Un porte-parole de la Commission européenne, qui codirige les discussions avec les fabricants de vaccins et les gouvernements du bloc des 27 pays, a refusé de commenter car l'affaire est confidentielle.
Novavax a déclaré que ses négociations avec l'UE se poursuivaient. Il a refusé de commenter le calendrier des livraisons, les problèmes de production ou si un accord officiel était imminent.

Indépendamment d'un accord possible, les achats de l'UE restent conditionnels à l'approbation réglementaire du vaccin Novavax, qui a été évalué dans le cadre d'un examen continu par l'Agence européenne des médicaments (EMA) depuis février.
L'EMA n'a pas fixé de date pour sa décision sur le vaccin, qui n'a encore été approuvé nulle part dans le monde.
ALTERNATIVE À PFIZER
La Commission européenne a exprimé à plusieurs reprises sa confiance dans le fait qu'elle avait obtenu suffisamment de doses pour atteindre son objectif de vacciner au moins 70% de sa population adulte d'ici la fin juillet.

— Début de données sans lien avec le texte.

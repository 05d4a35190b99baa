// SPDX-FileCopyrightText: 2026 Bruno Meilick
// SPDX-License-Identifier: LicenseRef-Naiad-FreeUse-NoCopy-NoDerivatives
//
// All rights reserved.
//
// This file is part of Naiad and is proprietary software.
// Unauthorized copying, modification, or distribution is prohibited.

use crate::model::RelationKind;

/// Line-end decoration for one end of a relationship edge.
#[derive(Debug, Clone, Copy, PartialEq, Eq, Hash)]
pub enum Marker {
    /// The "one" end.
    Bar,
    /// The "many" end.
    CrowsFoot,
}

/// The `(start, end)` marker pair for a cardinality. A missing kind gets the
/// `1:1` pair.
pub fn markers_for(kind: Option<RelationKind>) -> (Marker, Marker) {
    match kind.unwrap_or_default() {
        RelationKind::OneToOne => (Marker::Bar, Marker::Bar),
        RelationKind::OneToMany => (Marker::Bar, Marker::CrowsFoot),
        RelationKind::ManyToMany => (Marker::CrowsFoot, Marker::CrowsFoot),
    }
}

L'Organisation mondiale de la santé affirme qu'environ 70% de la population doit être immunisée pour interrompre la transmission.
L'UE prépare donc maintenant des plans pour les années à venir, pour s'assurer que le bloc disposera de suffisamment de boosters s'il en a besoin pour aider à garder le COVID-19 sous contrôle et à lutter contre les variantes.
Dans le cadre de cette stratégie, l'UE a déjà conclu un énorme accord avec Pfizer-BioNTech pour la fourniture de jusqu'à 1,8 milliard de doses de leur vaccin en 2022 et 2023, le plus gros contrat jamais signé dans le monde avec un fabricant de vaccins COVID-19.

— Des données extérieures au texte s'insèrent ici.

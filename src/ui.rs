// SPDX-FileCopyrightText: 2026 Bruno Meilick
// SPDX-License-Identifier: LicenseRef-Naiad-FreeUse-NoCopy-NoDerivatives
//
// All rights reserved.
//
// This file is part of Naiad and is proprietary software.
// Unauthorized copying, modification, or distribution is prohibited.

//! Edge interaction state.
//!
//! Selection is transient UI state: it never persists, and the routing core
//! never sees it. Control-surface actions on the selected edge are turned
//! into ops for the caller to apply; this module never mutates the diagram
//! itself.

use crate::model::{EdgeId, RelationKind};
use crate::ops::Op;

/// An action offered by the selected edge's control surface.
#[derive(Debug, Clone, Copy, PartialEq, Eq)]
pub enum ControlAction {
    SetKind(RelationKind),
    Delete,
}

#[derive(Debug, Clone, PartialEq, Eq, Default)]
pub struct EdgeInteraction {
    selected: Option<EdgeId>,
    dirty: bool,
    rev: u64,
}

impl EdgeInteraction {
    pub fn selected(&self) -> Option<&EdgeId> {
        self.selected.as_ref()
    }

    pub fn is_selected(&self, edge_id: &EdgeId) -> bool {
        self.selected.as_ref() == Some(edge_id)
    }

    /// True when an emitted op has not been persisted yet.
    pub fn dirty(&self) -> bool {
        self.dirty
    }

    pub fn rev(&self) -> u64 {
        self.rev
    }

    /// Click semantics: clicking the selected edge unselects it; clicking
    /// any other edge selects that edge. No other edge is affected.
    pub fn click(&mut self, edge_id: &EdgeId) {
        if self.is_selected(edge_id) {
            self.selected = None;
        } else {
            self.selected = Some(edge_id.clone());
        }
        self.rev = self.rev.wrapping_add(1);
    }

    pub fn clear_selection(&mut self) {
        if self.selected.take().is_some() {
            self.rev = self.rev.wrapping_add(1);
        }
    }

    /// The op a control-surface action maps to, for the currently selected
    /// edge. Marks the interaction dirty; `Delete` also drops the selection.
    /// Returns `None` when no edge is selected.
    pub fn control_action(&mut self, action: ControlAction) -> Option<Op> {
        let edge_id = self.selected.clone()?;
        self.dirty = true;
        self.rev = self.rev.wrapping_add(1);
        match action {
            ControlAction::SetKind(kind) => Some(Op::SetRelationKind { edge_id, kind }),
            ControlAction::Delete => {
                self.selected = None;
                Some(Op::RemoveEdge { edge_id })
            }
        }
    }

    /// Called after the owning store persisted the diagram.
    pub fn mark_saved(&mut self) {
        self.dirty = false;
    }

    /// Called when an edge disappears for any other reason (cascade delete),
    /// so the selection never dangles.
    pub fn note_removed(&mut self, edge_id: &EdgeId) {
        if self.is_selected(edge_id) {
            self.selected = None;
            self.rev = self.rev.wrapping_add(1);
        }
    }
}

Le vaccin à base de protéines de Novavax représente une "alternative ou un complément" au vaccin d'ARNm produit par Pfizer, a déclaré le responsable de l'UE, bien qu'il soit disponible en quantités beaucoup plus petites. Sur les 200 millions de doses prévues, la moitié sont facultatives et peuvent être achetées ultérieurement par l'UE si vous le souhaitez.
«Nous ajouterons certainement d'autres vaccins potentiels, par exemple les vaccins à base de protéines ont également un potentiel considérable», a déclaré la chef de la Commission européenne, Ursula von der Leyen, fin avril, lorsqu'elle a annoncé que l'accord avec Pfizer était sur le point d'être signé.

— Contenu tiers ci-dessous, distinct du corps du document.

// SPDX-FileCopyrightText: 2026 Bruno Meilick
// SPDX-License-Identifier: LicenseRef-Naiad-FreeUse-NoCopy-NoDerivatives
//
// All rights reserved.
//
// This file is part of Naiad and is proprietary software.
// Unauthorized copying, modification, or distribution is prohibited.

use super::diagram::Diagram;
#[cfg(test)]
use super::ids::EdgeId;
use super::ids::NodeId;
#[cfg(test)]
use super::relationship::Relationship;
use super::table::{Column, Point, TableNode};

fn nid(value: &str) -> NodeId {
    NodeId::new(value).expect("node id")
}

#[cfg(test)]
fn eid(value: &str) -> EdgeId {
    EdgeId::new(value).expect("edge id")
}

/// The diagram a fresh session starts from: a single `users` table.
pub(crate) fn starter_diagram() -> Diagram {
    let mut diagram = Diagram::new("untitled");
    diagram.nodes_mut().insert(
        nid("n:users"),
        TableNode::new_with(
            "users",
            Point::new(250.0, 50.0),
            vec![
                Column::primary("id", "bigint"),
                Column::new("email", "varchar"),
            ],
        ),
    );
    diagram
}

/// One hub table with three edges fanning out of its right side to targets
/// at y = 300, 100, and 200. Insertion order deliberately disagrees with the
/// targets' vertical order.
#[cfg(test)]
pub(crate) fn diagram_sibling_fan() -> Diagram {
    let mut diagram = Diagram::new("sibling-fan");

    let hub = nid("n:hub");
    let low = nid("n:low");
    let high = nid("n:high");
    let mid = nid("n:mid");

    diagram
        .nodes_mut()
        .insert(hub.clone(), TableNode::new("hub", Point::new(0.0, 150.0)));
    diagram
        .nodes_mut()
        .insert(low.clone(), TableNode::new("low", Point::new(500.0, 300.0)));
    diagram.nodes_mut().insert(
        high.clone(),
        TableNode::new("high", Point::new(500.0, 100.0)),
    );
    diagram
        .nodes_mut()
        .insert(mid.clone(), TableNode::new("mid", Point::new(500.0, 200.0)));

    diagram
        .edges_mut()
        .insert(eid("e:a"), Relationship::new(hub.clone(), low));
    diagram
        .edges_mut()
        .insert(eid("e:b"), Relationship::new(hub.clone(), high));
    diagram
        .edges_mut()
        .insert(eid("e:c"), Relationship::new(hub, mid));

    diagram
}

/// A source above a target with a third table parked in the routing lane
/// between them. The lane at the base offset clips the blocker, so the
/// router must widen.
#[cfg(test)]
pub(crate) fn diagram_lane_blocker() -> Diagram {
    let mut diagram = Diagram::new("lane-blocker");

    let a = nid("n:a");
    let b = nid("n:b");
    let c = nid("n:c");

    diagram
        .nodes_mut()
        .insert(a.clone(), TableNode::new("a", Point::new(0.0, 0.0)));
    diagram
        .nodes_mut()
        .insert(b.clone(), TableNode::new("b", Point::new(0.0, 300.0)));
    diagram
        .nodes_mut()
        .insert(c, TableNode::new("c", Point::new(250.0, 150.0)));

    diagram.edges_mut().insert(eid("e:ab"), Relationship::new(a, b));

    diagram
}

Le fabricant français de médicaments Sanofi (SASY.PA), en partenariat avec la société britannique GlaxoSmithKline (GSK.L), tente également de produire un vaccin COVID-19 à base de protéines et a déjà signé un accord d'approvisionnement avec l'UE.

Mais leurs procès ont subi un revers en décembre, retardant le développement.
Nos normes: les principes de confiance de Thomson Reuters.